- _Your task_
Give all the data again exactly.

[Saved data entries]
——————————

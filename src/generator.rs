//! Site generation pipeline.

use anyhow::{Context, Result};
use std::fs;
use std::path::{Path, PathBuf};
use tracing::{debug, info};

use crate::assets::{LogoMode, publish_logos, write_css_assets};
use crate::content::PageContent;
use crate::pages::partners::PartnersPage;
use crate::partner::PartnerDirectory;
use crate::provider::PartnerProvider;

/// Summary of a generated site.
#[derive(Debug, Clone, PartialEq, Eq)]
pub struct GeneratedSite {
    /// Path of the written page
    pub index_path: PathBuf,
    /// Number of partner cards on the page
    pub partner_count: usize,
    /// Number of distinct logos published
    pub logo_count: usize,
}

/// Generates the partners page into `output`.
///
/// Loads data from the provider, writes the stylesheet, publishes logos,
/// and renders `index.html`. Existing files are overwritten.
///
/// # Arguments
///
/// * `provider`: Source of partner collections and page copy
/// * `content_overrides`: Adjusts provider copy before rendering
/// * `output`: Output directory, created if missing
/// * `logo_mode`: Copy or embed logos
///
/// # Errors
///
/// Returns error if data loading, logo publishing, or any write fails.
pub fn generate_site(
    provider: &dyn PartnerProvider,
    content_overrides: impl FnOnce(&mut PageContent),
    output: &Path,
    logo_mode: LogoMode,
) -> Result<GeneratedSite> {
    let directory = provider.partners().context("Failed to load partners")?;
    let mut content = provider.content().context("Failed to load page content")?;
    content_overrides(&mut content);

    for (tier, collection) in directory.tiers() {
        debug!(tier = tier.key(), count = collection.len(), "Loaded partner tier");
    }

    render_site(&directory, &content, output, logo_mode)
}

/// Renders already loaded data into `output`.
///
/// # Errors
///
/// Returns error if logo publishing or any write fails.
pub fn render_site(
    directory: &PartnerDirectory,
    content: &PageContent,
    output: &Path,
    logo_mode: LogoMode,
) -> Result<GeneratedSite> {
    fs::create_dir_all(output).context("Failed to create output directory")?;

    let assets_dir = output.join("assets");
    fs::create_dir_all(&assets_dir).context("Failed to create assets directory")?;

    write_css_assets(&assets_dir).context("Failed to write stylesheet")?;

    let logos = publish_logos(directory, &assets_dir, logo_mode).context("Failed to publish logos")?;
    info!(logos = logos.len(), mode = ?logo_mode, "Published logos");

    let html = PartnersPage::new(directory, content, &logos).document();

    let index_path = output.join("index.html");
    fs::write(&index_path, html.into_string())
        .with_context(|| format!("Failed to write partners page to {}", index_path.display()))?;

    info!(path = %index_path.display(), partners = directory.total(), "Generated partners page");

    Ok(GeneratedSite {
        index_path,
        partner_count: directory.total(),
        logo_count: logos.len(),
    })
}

——————————

- _Worked solution_
filename src/generator.rs
//! Site generation pipeline.

use anyhow::{Context, Result};
use std::fs;
use std::path::{Path, PathBuf};
use tracing::{debug, info};

use crate::assets::{LogoMode, publish_logos, write_css_assets};
use crate::content::PageContent;
use crate::pages::partners::PartnersPage;
use crate::partner::PartnerDirectory;
use crate::provider::PartnerProvider;

/// Summary of a generated site.
#[derive(Debug, Clone, PartialEq, Eq)]
pub struct GeneratedSite {
    /// Path of the written page
    pub index_path: PathBuf,
    /// Number of partner cards on the page
    pub partner_count: usize,
    /// Number of distinct logos published
    pub logo_count: usize,
}

/// Generates the partners page into `output`.
///
/// Loads data from the provider, writes the stylesheet, publishes logos,
/// and renders `index.html`. Existing files are overwritten.
///
/// # Arguments
///
/// * `provider`: Source of partner collections and page copy
/// * `content_overrides`: Adjusts provider copy before rendering
/// * `output`: Output directory, created if missing
/// * `logo_mode`: Copy or embed logos
///
/// # Errors
///
/// Returns error if data loading, logo publishing, or any write fails.
pub fn generate_site(
    provider: &dyn PartnerProvider,
    content_overrides: impl FnOnce(&mut PageContent),
    output: &Path,
    logo_mode: LogoMode,
) -> Result<GeneratedSite> {
    let directory = provider.partners().context("Failed to load partners")?;
    let mut content = provider.content().context("Failed to load page content")?;
    content_overrides(&mut content);

    for (tier, collection) in directory.tiers() {
        debug!(tier = tier.key(), count = collection.len(), "Loaded partner tier");
    }

    render_site(&directory, &content, output, logo_mode)
}

/// Renders already loaded data into `output`.
///
/// # Errors
///
/// Returns error if logo publishing or any write fails.
pub fn render_site(
    directory: &PartnerDirectory,
    content: &PageContent,
    output: &Path,
    logo_mode: LogoMode,
) -> Result<GeneratedSite> {
    fs::create_dir_all(output).context("Failed to create output directory")?;

    let assets_dir = output.join("assets");
    fs::create_dir_all(&assets_dir).context("Failed to create assets directory")?;

    write_css_assets(&assets_dir).context("Failed to write stylesheet")?;

    let logos = publish_logos(directory, &assets_dir, logo_mode).context("Failed to publish logos")?;
    info!(logos = logos.len(), mode = ?logo_mode, "Published logos");

    let html = PartnersPage::new(directory, content, &logos).document();

    let index_path = output.join("index.html");
    fs::write(&index_path, html.into_string())
        .with_context(|| format!("Failed to write partners page to {}", index_path.display()))?;

    info!(path = %index_path.display(), partners = directory.total(), "Generated partners page");

    Ok(GeneratedSite {
        index_path,
        partner_count: directory.total(),
        logo_count: logos.len(),
    })
}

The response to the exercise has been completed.